Здесь – суть дела. Не отвернулся от реальности, а перед лицом Исхода проник в ИНУЮ реальность, имя которой – “Бог и Его народ”. И тогда время кристаллизуется. Ной, смертельно одинокий в своем ковчеге, балагула из черты оседлости и подмосковный еврейский парень, сочиняющий стихи на идише (вопреки злобствующему окружению!) – один и тот же персонаж, легко соскальзывающий или взмывающий по ребру кристалла в любую эпоху, заново открывая смысл собственного существования.
Что делить поколенья на “это” и “то”?
Звездный луч времена проницает насквозь.
………………………………………………
Всё во всём. Ибо каждый – ремесленник тут
И создатель миров. Не приходится роль
Выбирать. Неделим предназначенный труд –
Делать звезды и кров, Пятикнижья и соль.
Мир, раскрывающийся через Тору, целен и неуничтожим. Время движется и вперед, и назад, пространство разваливается, города распыляются, а то, что остается неизменным, можно назвать Присутствием Высшего начала. И в сопричастности Ему обретаются достоинство и смысл личного существования.
…Караулы сменяются.
Площадь травой
Заросла, и от улиц следа не осталось.
Караулы сменяются вновь у ворот
Распыленного города.
Снова и снова,
Неустанные, будут сменяться,
Поверь.
Но как же счастливо совпадает у В. Чернина это “стояние в карауле у Вечности” с обыденным ожиданием попутки в Самарии! Снова и снова читаешь стихотворение “Пост десятого тевета”. Его хочется цитировать и цитировать – резать по живому…
Зимние нахмуренные лица
Гор вблизи святилища Шило
Золотеют так по-самарийски.
Ждали поколеньями они
Мой приход.
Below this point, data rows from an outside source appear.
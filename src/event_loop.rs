use std::io;
use std::time::{Duration, Instant};

use crossterm::event::Event;

use crate::drivers::InputDriver;

#[derive(Debug, Clone, Copy, PartialEq, Eq)]
pub enum ControlFlow {
    Continue,
    Quit,
}

/// What the loop hands its handler.
#[derive(Debug, Clone, PartialEq, Eq)]
pub enum LoopEvent {
    Input(Event),
    /// Wall time since the previous tick.
    Tick(Duration),
}

/// The single-threaded pump behind the dashboard.
///
/// Every iteration first delivers a [`LoopEvent::Tick`] with the elapsed
/// time (drives the timer, time tracking and redraw), then waits up to the
/// tick interval for input and drains everything that is queued. All state
/// changes therefore happen on this thread, one handler call at a time.
pub struct EventLoop<D> {
    driver: D,
    tick_interval: Duration,
}

impl<D: InputDriver> EventLoop<D> {
    pub fn new(driver: D, tick_interval: Duration) -> Self {
        Self {
            driver,
            tick_interval,
        }
    }

    pub fn driver(&mut self) -> &mut D {
        &mut self.driver
    }

    pub fn run<F>(&mut self, mut handler: F) -> io::Result<()>
    where
        F: FnMut(&mut D, LoopEvent) -> io::Result<ControlFlow>,
    {
        let mut last_tick = Instant::now();
        loop {
            let now = Instant::now();
            let elapsed = now.duration_since(last_tick);
            last_tick = now;
            if handler(&mut self.driver, LoopEvent::Tick(elapsed))? == ControlFlow::Quit {
                return Ok(());
            }

            if self.driver.poll(self.tick_interval)? {
                // Drain bursts (mouse drags) so rendering never lags input.
                loop {
                    let event = self.driver.read()?;
                    if handler(&mut self.driver, LoopEvent::Input(event))? == ControlFlow::Quit {
                        return Ok(());
                    }
                    if !self.driver.poll(Duration::ZERO)? {
                        break;
                    }
                }
            }
        }
    }
}

#[cfg(test)]
mod tests {
    use super::*;
    use crossterm::event::{KeyCode, KeyEvent, KeyModifiers};
    use std::collections::VecDeque;

    struct Scripted {
        events: VecDeque<Event>,
    }

    impl InputDriver for Scripted {
        fn poll(&mut self, _timeout: Duration) -> io::Result<bool> {
            Ok(!self.events.is_empty())
        }

        fn read(&mut self) -> io::Result<Event> {
            self.events
                .pop_front()
                .ok_or_else(|| io::Error::other("script exhausted"))
        }
    }

    fn key(c: char) -> Event {
        Event::Key(KeyEvent::new(KeyCode::Char(c), KeyModifiers::NONE))
    }

    #[test]
    fn ticks_then_drains_input_until_quit() {
        let driver = Scripted {
            events: VecDeque::from([key('a'), key('b'), key('q')]),
        };
        let mut event_loop = EventLoop::new(driver, Duration::ZERO);
        let mut seen = Vec::new();
        event_loop
            .run(|_, event| {
                let flow = match &event {
                    LoopEvent::Input(Event::Key(k)) if k.code == KeyCode::Char('q') => {
                        ControlFlow::Quit
                    }
                    _ => ControlFlow::Continue,
                };
                seen.push(event);
                Ok(flow)
            })
            .unwrap();
        assert!(matches!(seen[0], LoopEvent::Tick(_)));
        assert_eq!(seen.len(), 4);
        assert_eq!(seen[3], LoopEvent::Input(key('q')));
    }
}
И вот я здесь, попутку
Ждущий, чтобы к югу унесла…
Но тремпа нет.
…………………………………..
Камнем я стою на перекрестке
Около святилища Шило…
В затянувшемся ожидании попутной машины лирический герой словно узнаёт в оливах – березы и осины покинутой им страны… Тем временем
На шоссе легко влетает лань,
По-еврейски трепетна.
И поэт делится своей влюбленностью “в эту лань, в знакомость этих гор”, даже в местных арабов, хотя при этом инстинктивно проверяет, на месте ли оружие.
…что ни говори,
Все возможно здесь, на перекрестке
Около святилища Шило.
Но уже я ранен. Кровоточит
Ветреное сердце. Эта лань!
Трепетная лань! И нет попутки.
Остаемся с ней лицом к лицу.
Зимний месяц. Перекресток. Горы
Около святилища Шило.
Вот теперь мы куда как отчетливо видим место, где сочинялось. Счастье от пребывания там, где необходимо пребывать еврею, переполняет настолько, что любовью поэта объяты и арабы, пусть даже готовые выстрелить в тебя из-за оливы. И не мудрено, что с ланью остаешься “лицом к лицу”!..
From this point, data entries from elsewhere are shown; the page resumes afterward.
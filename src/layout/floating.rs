use ratatui::prelude::Rect;

use crate::constants::{MIN_WINDOW_HEIGHT, MIN_WINDOW_WIDTH};
use crate::window::{Geometry, Point, Viewport};

#[derive(Debug, Clone, Copy, PartialEq, Eq)]
pub enum ResizeEdge {
    Left,
    Right,
    Top,
    Bottom,
    TopLeft,
    TopRight,
    BottomLeft,
    BottomRight,
}

impl ResizeEdge {
    pub fn moves_left(self) -> bool {
        matches!(
            self,
            ResizeEdge::Left | ResizeEdge::TopLeft | ResizeEdge::BottomLeft
        )
    }

    pub fn moves_right(self) -> bool {
        matches!(
            self,
            ResizeEdge::Right | ResizeEdge::TopRight | ResizeEdge::BottomRight
        )
    }

    pub fn moves_top(self) -> bool {
        matches!(
            self,
            ResizeEdge::Top | ResizeEdge::TopLeft | ResizeEdge::TopRight
        )
    }

    pub fn moves_bottom(self) -> bool {
        matches!(
            self,
            ResizeEdge::Bottom | ResizeEdge::BottomLeft | ResizeEdge::BottomRight
        )
    }
}

/// Header drag in progress. `offset` is the pointer position relative to
/// the window origin at pointer-down.
#[derive(Debug, Clone, PartialEq, Eq)]
pub struct HeaderDrag {
    pub id: String,
    pub offset: Point,
}

/// Edge resize in progress, remembering where it started.
#[derive(Debug, Clone, PartialEq, Eq)]
pub struct ResizeDrag {
    pub id: String,
    pub edge: ResizeEdge,
    pub start: Geometry,
    pub start_pointer: Point,
}

/// The pointer interaction a window manager is currently tracking.
///
/// A session is acquired on pointer-down and released on pointer-up. While
/// one is held, pointer moves are routed to it and nothing else may start.
#[derive(Debug, Clone, PartialEq, Eq)]
pub enum InteractionSession {
    Drag(HeaderDrag),
    Resize(ResizeDrag),
}

impl InteractionSession {
    pub fn window_id(&self) -> &str {
        match self {
            InteractionSession::Drag(drag) => &drag.id,
            InteractionSession::Resize(resize) => &resize.id,
        }
    }
}

/// Position a dragged window so the grab point stays under the pointer,
/// clamped inside the viewport.
pub fn apply_drag(current: Geometry, offset: Point, pointer: Point, viewport: Viewport) -> Geometry {
    Geometry {
        x: pointer.x - offset.x,
        y: pointer.y - offset.y,
        ..current
    }
    .clamped_to(viewport)
}

/// Compute the geometry produced by dragging `edge` from `start_pointer` to
/// `pointer`. The pointer is clamped into the viewport first; the minimum
/// size wins over everything else.
pub fn apply_resize(
    start: Geometry,
    edge: ResizeEdge,
    start_pointer: Point,
    pointer: Point,
    viewport: Viewport,
) -> Geometry {
    let px = pointer.x.clamp(0, viewport.width.max(0));
    let py = pointer.y.clamp(0, viewport.height.max(0));
    let dx = px - start_pointer.x;
    let dy = py - start_pointer.y;

    let mut x = start.x;
    let mut y = start.y;
    let mut width = start.width;
    let mut height = start.height;

    if edge.moves_left() {
        x += dx;
        width -= dx;
    } else if edge.moves_right() {
        width += dx;
    }
    if edge.moves_top() {
        y += dy;
        height -= dy;
    } else if edge.moves_bottom() {
        height += dy;
    }

    // Far edge stays put when the dragged edge hits the floor.
    if width < MIN_WINDOW_WIDTH {
        if edge.moves_left() {
            x = (start.right() - MIN_WINDOW_WIDTH).max(0);
        }
        width = MIN_WINDOW_WIDTH;
    }
    if height < MIN_WINDOW_HEIGHT {
        if edge.moves_top() {
            y = (start.bottom() - MIN_WINDOW_HEIGHT).max(0);
        }
        height = MIN_WINDOW_HEIGHT;
    }

    Geometry {
        x,
        y,
        width,
        height,
    }
}

/// What a pointer press inside a window's cell rectangle grabs.
#[derive(Debug, Clone, Copy, PartialEq, Eq)]
pub enum FrameHit {
    Edge(ResizeEdge),
    Header,
    Body,
}

/// Classify a cell inside a framed window: the outer ring is resize
/// handles (corners are diagonal), the row under the top border is the
/// header, the rest is body.
pub fn frame_hit(rect: Rect, column: u16, row: u16) -> Option<FrameHit> {
    if !super::rect_contains(rect, column, row) {
        return None;
    }
    let right = rect.x.saturating_add(rect.width.saturating_sub(1));
    let bottom = rect.y.saturating_add(rect.height.saturating_sub(1));
    let left = column == rect.x;
    let top = row == rect.y;
    let on_right = column == right;
    let on_bottom = row == bottom;
    let edge = match (top, on_bottom, left, on_right) {
        (true, _, true, _) => Some(ResizeEdge::TopLeft),
        (true, _, _, true) => Some(ResizeEdge::TopRight),
        (_, true, true, _) => Some(ResizeEdge::BottomLeft),
        (_, true, _, true) => Some(ResizeEdge::BottomRight),
        (true, _, _, _) => Some(ResizeEdge::Top),
        (_, true, _, _) => Some(ResizeEdge::Bottom),
        (_, _, true, _) => Some(ResizeEdge::Left),
        (_, _, _, true) => Some(ResizeEdge::Right),
        _ => None,
    };
    if let Some(edge) = edge {
        return Some(FrameHit::Edge(edge));
    }
    if row == rect.y.saturating_add(1) {
        return Some(FrameHit::Header);
    }
    Some(FrameHit::Body)
}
Похоже, столь поразительного мироощущения мы не встретим в какой-либо другой книге. Эту, к тому же, не хочется выпускать из рук: глубинным откликом на прозрения поэта стала скупая, но емкая графика Инны Гершовой-Слуцкой, иллюстрирующая стихи.
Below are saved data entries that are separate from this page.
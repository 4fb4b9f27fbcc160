use ratatui::Frame;
use ratatui::layout::Rect;

use super::{Dashboard, Regions};
use crate::analytics::format_hms;
use crate::components::{Component, NotesPanel, StatusBar};
use crate::theme;
use crate::ui::{safe_set_string, text_width};
use crate::window::decorator::WindowChrome;

const FILE_PICKER_BODY: &str = "Choose a file: multispace open \"Open File\" <path>";
const EMPTY_HINT: &str = "Press 1-9 or click the dock to open an app. ? for help.";

impl Dashboard {
    pub fn render(&mut self, frame: &mut Frame<'_>) {
        let area = frame.area();
        if area != self.area {
            self.set_area(area);
        }
        let regions = self.regions();
        self.render_status(frame, regions.status);
        self.render_windows(frame, regions);
        let (mut chips, _) = self.chip_strip();
        chips.render(frame, regions.chips);
        self.dock_strip().render(frame, regions.dock);
        if let Some(notes) = regions.notes {
            let project = self.workspace.current_project();
            NotesPanel::new(&project.notes, &project.goals).render(frame, notes);
        }
        self.help.render(frame, area);
    }

    fn render_status(&self, frame: &mut Frame<'_>, area: Rect) {
        let store = self.workspace.store();
        let project = store.current();
        let position = store
            .projects()
            .iter()
            .position(|p| p.id == project.id)
            .map_or(0, |i| i + 1);
        let mut bar = StatusBar::new();
        bar.set_style(theme::status_bar());
        bar.set_left(format!(
            " \u{25c6} {} [{position}/{}]  \u{23f1} {}",
            project.name,
            store.len(),
            format_hms(store.time_spent()),
        ));

        let timer = self.workspace.timer();
        let state = if timer.is_active() { "\u{25b6}" } else { "\u{23f8}" };
        bar.set_badge(
            format!(
                " {} {} {state} #{} ",
                timer.mode(),
                timer.display(),
                timer.sessions()
            ),
            theme::timer(timer.mode(), timer.is_active()),
        );
        bar.set_right(match self.message() {
            Some(text) => format!("{text} "),
            None => "? help ".to_string(),
        });
        bar.render(frame, area);
    }

    fn render_windows(&self, frame: &mut Frame<'_>, regions: Regions) {
        let bounds = regions.windows;
        let rects = self.window_rects();
        let buffer = frame.buffer_mut();
        if rects.is_empty() {
            let width = text_width(EMPTY_HINT);
            let x = bounds.x + bounds.width.saturating_sub(width) / 2;
            let y = bounds.y + bounds.height / 2;
            safe_set_string(buffer, bounds, x, y, EMPTY_HINT, theme::dim());
            return;
        }
        let focused = self.workspace.windows().focused().map(|w| w.id.as_str());
        for (id, rect) in &rects {
            let Some(window) = self.workspace.windows().get(id) else {
                continue;
            };
            let body = if window.is_file_picker() {
                FILE_PICKER_BODY
            } else {
                window.url.as_str()
            };
            let chrome = WindowChrome {
                title: &window.title,
                body,
                focused: focused == Some(id.as_str()),
                fullscreen: window.is_fullscreen(),
            };
            self.decorator
                .render_window(buffer, *rect, bounds, chrome);
        }
    }
}

#[cfg(test)]
mod tests {
    use crate::dashboard::Dashboard;
    use crate::dock::Dock;
    use crate::layout::CellScale;
    use crate::project::{EntryKind, MemoryStorage, ProjectStore};
    use crate::timer::ProductivityTimer;
    use crate::window::{Viewport, WindowManager};
    use crate::workspace::Workspace;
    use ratatui::Terminal;
    use ratatui::backend::TestBackend;

    fn screen(terminal: &Terminal<TestBackend>) -> Vec<String> {
        let buffer = terminal.backend().buffer();
        (0..buffer.area.height)
            .map(|y| {
                (0..buffer.area.width)
                    .map(|x| buffer[(x, y)].symbol().to_string())
                    .collect()
            })
            .collect()
    }

    fn dashboard() -> Dashboard {
        let store = ProjectStore::open(MemoryStorage::new());
        let wm = WindowManager::with_seed(Viewport::new(1920, 1080), 11);
        let ws = Workspace::new(store, wm, ProductivityTimer::default(), Dock::default());
        Dashboard::new(ws, CellScale::default())
    }

    #[test]
    fn empty_workspace_shows_status_hint_and_dock() {
        let mut terminal = Terminal::new(TestBackend::new(160, 40)).unwrap();
        let mut dash = dashboard();
        terminal.draw(|f| dash.render(f)).unwrap();
        let lines = screen(&terminal);
        assert!(lines[0].contains("Workspace 1 [1/1]"));
        assert!(lines[0].contains("Focus 25:00"));
        assert!(lines.iter().any(|l| l.contains("Press 1-9")));
        assert!(lines[39].starts_with("Dock"));
        assert!(lines[39].contains("Notion"));
    }

    #[test]
    fn opened_window_is_framed_with_title() {
        let mut terminal = Terminal::new(TestBackend::new(160, 40)).unwrap();
        let mut dash = dashboard();
        terminal.draw(|f| dash.render(f)).unwrap();
        dash.workspace_mut().open_app(2);
        terminal.draw(|f| dash.render(f)).unwrap();
        let lines = screen(&terminal);
        assert!(lines.iter().any(|l| l.contains("Notion") && l.contains('x')));
        assert!(lines.iter().any(|l| l.contains("https://notion.so")));
        assert!(!lines.iter().any(|l| l.contains("Press 1-9")));
    }

    #[test]
    fn notes_panel_lists_entries() {
        let mut terminal = Terminal::new(TestBackend::new(160, 40)).unwrap();
        let mut dash = dashboard();
        dash.workspace_mut()
            .add_entry(EntryKind::Note, "Finish report")
            .unwrap();
        dash.apply(crate::keybindings::Action::ToggleNotes);
        terminal.draw(|f| dash.render(f)).unwrap();
        let lines = screen(&terminal);
        assert!(lines.iter().any(|l| l.contains("1. Finish report")));
    }
}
Иудаика? – В некотором смысле. Но за пределами примелькавшихся шаблонов. Философия бытия? – Разумеется. Но, прежде всего – поэзия, где мысль и чувство неотделимы друг от друга.
Еврейское самосознание, начисто лишенное запуганности, слезливости, апелляций к доброте или к совести соседей, далекое от пошлого самоупоения и национального бахвальства… Суровая радость богоизбранности и принятие ее как ноши – тяжкой, но созидающей бытие… Вот какова перемена в народной душе, выраженная автором, переплавляющим в поэзию житейский и творческий опыт.
И если его стихи не переведут на иврит на том же уровне постижения их смысла, на каком воссоздал поэзию Чернина Валерий Слуцкий, это, смею думать, будет обидным упущением для культуры Израиля.
Анатолий Добрович
*
“Сотри случайные черты – / И ты увидишь: мир прекрасен” (“Возмездие”).